[Exercise instructions]: Gather up every line from the entries below that uses the word "loader".

*** Opening Given records ***

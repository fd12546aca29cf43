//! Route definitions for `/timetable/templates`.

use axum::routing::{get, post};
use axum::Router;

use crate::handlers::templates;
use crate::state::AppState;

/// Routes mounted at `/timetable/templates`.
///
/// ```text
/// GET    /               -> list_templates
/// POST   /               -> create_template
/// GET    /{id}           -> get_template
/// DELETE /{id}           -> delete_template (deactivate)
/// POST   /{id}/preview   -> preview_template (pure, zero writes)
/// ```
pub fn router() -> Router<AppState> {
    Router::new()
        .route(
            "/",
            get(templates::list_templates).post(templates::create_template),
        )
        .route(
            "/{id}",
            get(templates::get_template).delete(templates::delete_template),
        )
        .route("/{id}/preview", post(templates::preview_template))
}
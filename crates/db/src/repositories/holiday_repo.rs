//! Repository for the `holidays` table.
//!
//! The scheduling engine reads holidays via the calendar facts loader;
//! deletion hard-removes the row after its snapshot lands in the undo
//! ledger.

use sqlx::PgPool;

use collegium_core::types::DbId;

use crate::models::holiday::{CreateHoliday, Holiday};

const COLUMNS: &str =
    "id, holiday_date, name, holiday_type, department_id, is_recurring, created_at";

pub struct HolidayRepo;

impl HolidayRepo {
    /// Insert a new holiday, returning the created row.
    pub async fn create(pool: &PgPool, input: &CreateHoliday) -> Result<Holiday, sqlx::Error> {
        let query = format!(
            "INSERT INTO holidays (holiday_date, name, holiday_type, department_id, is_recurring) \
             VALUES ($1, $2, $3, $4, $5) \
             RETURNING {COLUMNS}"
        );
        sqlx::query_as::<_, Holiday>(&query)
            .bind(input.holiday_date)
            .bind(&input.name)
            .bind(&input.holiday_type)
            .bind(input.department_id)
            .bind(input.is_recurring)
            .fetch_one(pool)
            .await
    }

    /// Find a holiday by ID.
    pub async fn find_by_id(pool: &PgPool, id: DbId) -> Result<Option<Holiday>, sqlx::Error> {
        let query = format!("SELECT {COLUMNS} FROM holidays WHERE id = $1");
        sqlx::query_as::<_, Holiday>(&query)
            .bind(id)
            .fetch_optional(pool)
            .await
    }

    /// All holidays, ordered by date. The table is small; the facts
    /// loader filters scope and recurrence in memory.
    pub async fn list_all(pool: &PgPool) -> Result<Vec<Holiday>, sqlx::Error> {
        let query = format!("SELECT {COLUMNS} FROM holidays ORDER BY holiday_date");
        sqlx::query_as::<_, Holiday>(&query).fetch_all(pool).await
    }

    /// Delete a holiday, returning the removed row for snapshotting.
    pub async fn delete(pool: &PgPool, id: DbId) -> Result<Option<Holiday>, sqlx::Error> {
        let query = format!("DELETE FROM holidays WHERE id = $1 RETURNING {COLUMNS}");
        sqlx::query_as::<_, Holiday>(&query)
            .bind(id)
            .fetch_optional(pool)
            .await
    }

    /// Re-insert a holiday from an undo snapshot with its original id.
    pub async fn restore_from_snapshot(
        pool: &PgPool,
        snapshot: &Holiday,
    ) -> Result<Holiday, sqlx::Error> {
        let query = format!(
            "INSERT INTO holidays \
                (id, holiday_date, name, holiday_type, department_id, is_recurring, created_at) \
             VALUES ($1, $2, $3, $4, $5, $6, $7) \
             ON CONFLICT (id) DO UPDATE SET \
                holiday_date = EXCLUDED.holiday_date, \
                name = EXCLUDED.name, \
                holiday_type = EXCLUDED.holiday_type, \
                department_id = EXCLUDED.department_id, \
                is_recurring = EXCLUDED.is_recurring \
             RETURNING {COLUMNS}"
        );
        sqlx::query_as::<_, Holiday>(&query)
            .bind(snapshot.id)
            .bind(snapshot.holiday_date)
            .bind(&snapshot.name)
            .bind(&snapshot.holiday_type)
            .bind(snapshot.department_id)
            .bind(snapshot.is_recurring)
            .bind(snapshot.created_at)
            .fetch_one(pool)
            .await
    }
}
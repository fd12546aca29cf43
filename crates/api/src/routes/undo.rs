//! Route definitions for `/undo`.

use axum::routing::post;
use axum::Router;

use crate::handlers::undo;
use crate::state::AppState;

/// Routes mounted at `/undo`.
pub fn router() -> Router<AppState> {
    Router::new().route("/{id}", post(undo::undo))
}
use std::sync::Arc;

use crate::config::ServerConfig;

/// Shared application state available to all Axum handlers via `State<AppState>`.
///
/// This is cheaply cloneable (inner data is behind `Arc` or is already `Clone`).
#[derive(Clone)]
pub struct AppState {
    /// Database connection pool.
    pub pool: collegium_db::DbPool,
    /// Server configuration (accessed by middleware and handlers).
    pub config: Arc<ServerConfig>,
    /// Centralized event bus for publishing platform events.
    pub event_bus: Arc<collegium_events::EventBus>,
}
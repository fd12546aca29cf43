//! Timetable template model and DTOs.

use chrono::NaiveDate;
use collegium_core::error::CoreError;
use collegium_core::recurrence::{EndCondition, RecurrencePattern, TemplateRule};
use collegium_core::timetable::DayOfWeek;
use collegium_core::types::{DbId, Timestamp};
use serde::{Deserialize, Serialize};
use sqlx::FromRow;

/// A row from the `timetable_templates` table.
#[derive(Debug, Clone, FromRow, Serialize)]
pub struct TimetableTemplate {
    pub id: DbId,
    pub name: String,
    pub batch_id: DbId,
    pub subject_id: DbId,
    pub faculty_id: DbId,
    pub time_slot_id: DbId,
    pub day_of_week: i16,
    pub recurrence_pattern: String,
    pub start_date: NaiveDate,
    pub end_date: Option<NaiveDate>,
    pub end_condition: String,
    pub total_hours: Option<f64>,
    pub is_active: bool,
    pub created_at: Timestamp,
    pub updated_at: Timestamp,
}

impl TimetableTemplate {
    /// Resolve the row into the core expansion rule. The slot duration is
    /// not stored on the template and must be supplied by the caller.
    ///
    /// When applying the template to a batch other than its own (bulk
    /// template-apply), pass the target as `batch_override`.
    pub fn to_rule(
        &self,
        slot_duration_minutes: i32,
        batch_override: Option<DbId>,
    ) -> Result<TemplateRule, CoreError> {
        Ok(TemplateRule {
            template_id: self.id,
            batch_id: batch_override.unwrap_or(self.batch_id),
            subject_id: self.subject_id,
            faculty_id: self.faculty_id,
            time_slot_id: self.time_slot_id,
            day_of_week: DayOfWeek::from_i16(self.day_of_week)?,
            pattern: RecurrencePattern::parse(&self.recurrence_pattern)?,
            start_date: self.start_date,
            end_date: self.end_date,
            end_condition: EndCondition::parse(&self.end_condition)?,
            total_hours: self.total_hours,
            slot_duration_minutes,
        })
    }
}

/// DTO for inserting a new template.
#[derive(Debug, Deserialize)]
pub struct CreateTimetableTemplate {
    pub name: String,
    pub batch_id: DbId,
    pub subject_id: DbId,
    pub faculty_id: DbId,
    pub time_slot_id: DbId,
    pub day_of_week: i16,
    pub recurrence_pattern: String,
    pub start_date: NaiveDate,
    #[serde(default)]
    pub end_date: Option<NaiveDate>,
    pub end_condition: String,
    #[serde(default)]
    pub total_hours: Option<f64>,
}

*** Closing Given records ***

[Task response]:
//! The scheduling engine reads holidays via the calendar facts loader;
    /// loader filters scope and recurrence in memory.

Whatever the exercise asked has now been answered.